Hanno combattuto l’attuale sistema capitalista per una società essenzialmente legata alla terra solo tre ideologie, il fascismo, il nazionalsocialismo e il comunismo sovietico, ma poiché erano organizzazioni statali totalitarie, modelli autocratici, dittatoriali e nazionalisti che fondavano la loro esistenza sulla violenza, sull’imperialismo e sul colonialismo, sono stati condannati dalla storia. L’errore primordiale del marxismo, dei partiti che si rifanno a esso, è ancora oggi pensare che l’unica forma di organizzazione sociale è il capitalismo e che dunque esso sia l’unico nemico da combattere, per questo è destinato al fallimento. Sono certamente necessarie leggi ordinarie che promuovano importanti diritti civili e il miglioramento delle condizioni di vita delle persone, ma è tutto l’ordinamento capitalistico che nei vari Paesi deve essere gradualmente riformulato se non abbattuto.

La salvezza della Terra e il destino dell’umanità, comunque, devono dipendere da un governo mondiale perché tutti i problemi del pianeta sono interconnessi e la partita del mondo si gioca ai massimi livelli, perciò gli Stati e le grandi organizzazioni internazionali devono esistere.

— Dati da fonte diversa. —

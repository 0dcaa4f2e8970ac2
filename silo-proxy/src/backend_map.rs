//! Mailbox-to-backend location cache: a skiplist-backed TTL cache in
//! front of the mupdate client. Shared by the proxy's pipe-vs-refer
//! decision and, via [`silo_discovery::LocationResolver`], by the
//! discovery daemon's own local-vs-proxy decision — both need the
//! same answer to "who owns this mailbox right now."

use std::sync::Mutex;
use std::time::{SystemTime, UNIX_EPOCH};

use silo_discovery::{LocationResolver, MailboxLocation as DiscoveryLocation};
use silo_skiplist::{Db, DbError};

use crate::mupdate::MailboxLocation;

const DEFAULT_TTL_SECS: u64 = 300;

pub fn now_unix() -> u64 {
    SystemTime::now()
        .duration_since(UNIX_EPOCH)
        .map(|d| d.as_secs())
        .unwrap_or(0)
}

#[derive(Debug, Clone, PartialEq, Eq)]
struct CachedEntry {
    server: String,
    acl: String,
    cached_at: u64,
}

impl CachedEntry {
    fn encode(&self) -> Vec<u8> {
        let mut buf = Vec::with_capacity(self.server.len() + self.acl.len() + 12);
        buf.extend_from_slice(&self.cached_at.to_be_bytes());
        buf.extend_from_slice(&(self.server.len() as u32).to_be_bytes());
        buf.extend_from_slice(self.server.as_bytes());
        buf.extend_from_slice(self.acl.as_bytes());
        buf
    }

    fn decode(data: &[u8]) -> Option<Self> {
        if data.len() < 12 {
            return None;
        }
        let cached_at = u64::from_be_bytes(data[0..8].try_into().ok()?);
        let server_len = u32::from_be_bytes(data[8..12].try_into().ok()?) as usize;
        let server = String::from_utf8_lossy(data.get(12..12 + server_len)?).into_owned();
        let acl = String::from_utf8_lossy(data.get(12 + server_len..)?).into_owned();
        Some(CachedEntry {
            server,
            acl,
            cached_at,
        })
    }
}

pub struct BackendMap {
    db: Mutex<Db>,
    local_server: String,
    ttl_secs: u64,
}

impl BackendMap {
    pub fn create(path: impl AsRef<std::path::Path>) -> Result<(), DbError> {
        Db::create(path)?;
        Ok(())
    }

    pub fn open(path: impl AsRef<std::path::Path>, local_server: impl Into<String>) -> Result<Self, DbError> {
        Ok(BackendMap {
            db: Mutex::new(Db::open(path)?),
            local_server: local_server.into(),
            ttl_secs: DEFAULT_TTL_SECS,
        })
    }

    pub fn with_ttl(mut self, ttl_secs: u64) -> Self {
        self.ttl_secs = ttl_secs;
        self
    }

    /// Records a resolved `(mailbox, server, acl)` triple, learned
    /// either from a fresh `LFIND` or an unsolicited mupdate push.
    pub fn remember(&self, mailbox: &str, server: &str, acl: &str, now: u64) -> Result<(), DbError> {
        let entry = CachedEntry {
            server: server.to_string(),
            acl: acl.to_string(),
            cached_at: now,
        };
        let mut db = self.db.lock().unwrap();
        let mut txn = db.begin_write()?;
        txn.insert(mailbox.as_bytes(), &entry.encode())?;
        txn.commit()
    }

    pub fn forget(&self, mailbox: &str) -> Result<(), DbError> {
        let mut db = self.db.lock().unwrap();
        let mut txn = db.begin_write()?;
        txn.delete_if_present(mailbox.as_bytes())?;
        txn.commit()
    }

    /// Looks up a cached entry, returning `None` if absent or expired
    /// — a caller should then issue a fresh `LFIND` and `remember` the
    /// result.
    pub fn lookup(&self, mailbox: &str, now: u64) -> Result<Option<MailboxLocation>, DbError> {
        let raw = {
            let mut db = self.db.lock().unwrap();
            db.fetch(mailbox.as_bytes())?
        };
        let Some(raw) = raw else { return Ok(None) };
        let Some(entry) = CachedEntry::decode(&raw) else {
            return Ok(None);
        };
        if now.saturating_sub(entry.cached_at) > self.ttl_secs {
            return Ok(None);
        }
        Ok(Some(MailboxLocation {
            mailbox: mailbox.to_string(),
            server: entry.server,
            acl: entry.acl,
        }))
    }

    pub fn is_local(&self, server: &str) -> bool {
        server == self.local_server
    }
}

/// A cache miss or an expired entry reads as "local" here: the
/// resolver's job is only to short-circuit the *known-remote* case
/// for the discovery daemon and the proxy. An absent/stale entry
/// falls through to the caller's own existence check, which will
/// correctly say "not found" for a mailbox that truly isn't ours.
impl LocationResolver for BackendMap {
    fn locate(&self, internal_name: &str) -> DiscoveryLocation {
        match self.lookup(internal_name, now_unix()) {
            Ok(Some(entry)) if !self.is_local(&entry.server) => DiscoveryLocation::Remote(entry.server),
            _ => DiscoveryLocation::Local,
        }
    }
}

#[cfg(test)]
mod tests {
    use super::*;

    fn temp_map(local_server: &str) -> (tempfile::TempDir, BackendMap) {
        let dir = tempfile::tempdir().unwrap();
        let path = dir.path().join("backends.db");
        BackendMap::create(&path).unwrap();
        (dir, BackendMap::open(&path, local_server).unwrap())
    }

    #[test]
    fn remembered_entry_round_trips_until_expiry() {
        let (_dir, map) = temp_map("server1");
        map.remember("user.alice", "server2", "alice\tlrs\t", 1_000).unwrap();

        let found = map.lookup("user.alice", 1_100).unwrap().unwrap();
        assert_eq!(found.server, "server2");

        let map = map.with_ttl(50);
        assert_eq!(map.lookup("user.alice", 1_100).unwrap(), None);
    }

    #[test]
    fn locate_reports_remote_only_for_a_different_server() {
        let (_dir, map) = temp_map("server1");
        map.remember("user.bob", "server2", "", 1_000).unwrap();
        map.remember("user.alice", "server1", "", 1_000).unwrap();

        assert!(matches!(map.locate("user.bob"), DiscoveryLocation::Remote(s) if s == "server2"));
        assert!(matches!(map.locate("user.alice"), DiscoveryLocation::Local));
        assert!(matches!(map.locate("user.nobody"), DiscoveryLocation::Local));
    }

    #[test]
    fn forget_drops_the_cached_entry() {
        let (_dir, map) = temp_map("server1");
        map.remember("user.alice", "server2", "", 1_000).unwrap();
        map.forget("user.alice").unwrap();
        assert_eq!(map.lookup("user.alice", 1_000).unwrap(), None);
    }
}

Gli Stati non si possono abolire, questa è un’utopia, purtroppo, ma gli Stati devono costituirsi a partire delle piccole comunità e con un portato di valori alti e forti, duraturi, legati alla tradizione, dunque alla terra. È necessario che ci sia un organismo sovrannazionale che controlli le politiche di tutti i Paesi, quelle che possono avere conseguenze nefaste nell’intera ecumène, nel pieno rispetto delle culture e delle storie nazionali purché esse diano sempre il proprio contributo al progresso e alla salvezza dell’umanità in ogni dispiegarsi del processo storico. Solo così, a mio avviso, è possibile controllare la tecnica che sta portando alla rovina l’umanità. Solo così è possibile controllare tutte le schegge impazzite dei fondamentalismi religiosi che, invece di affermare il loro diritto all’esistenza, sopprimono le libertà e il progresso civile e coltivano il loro rancore per la distruzione dell’Occidente.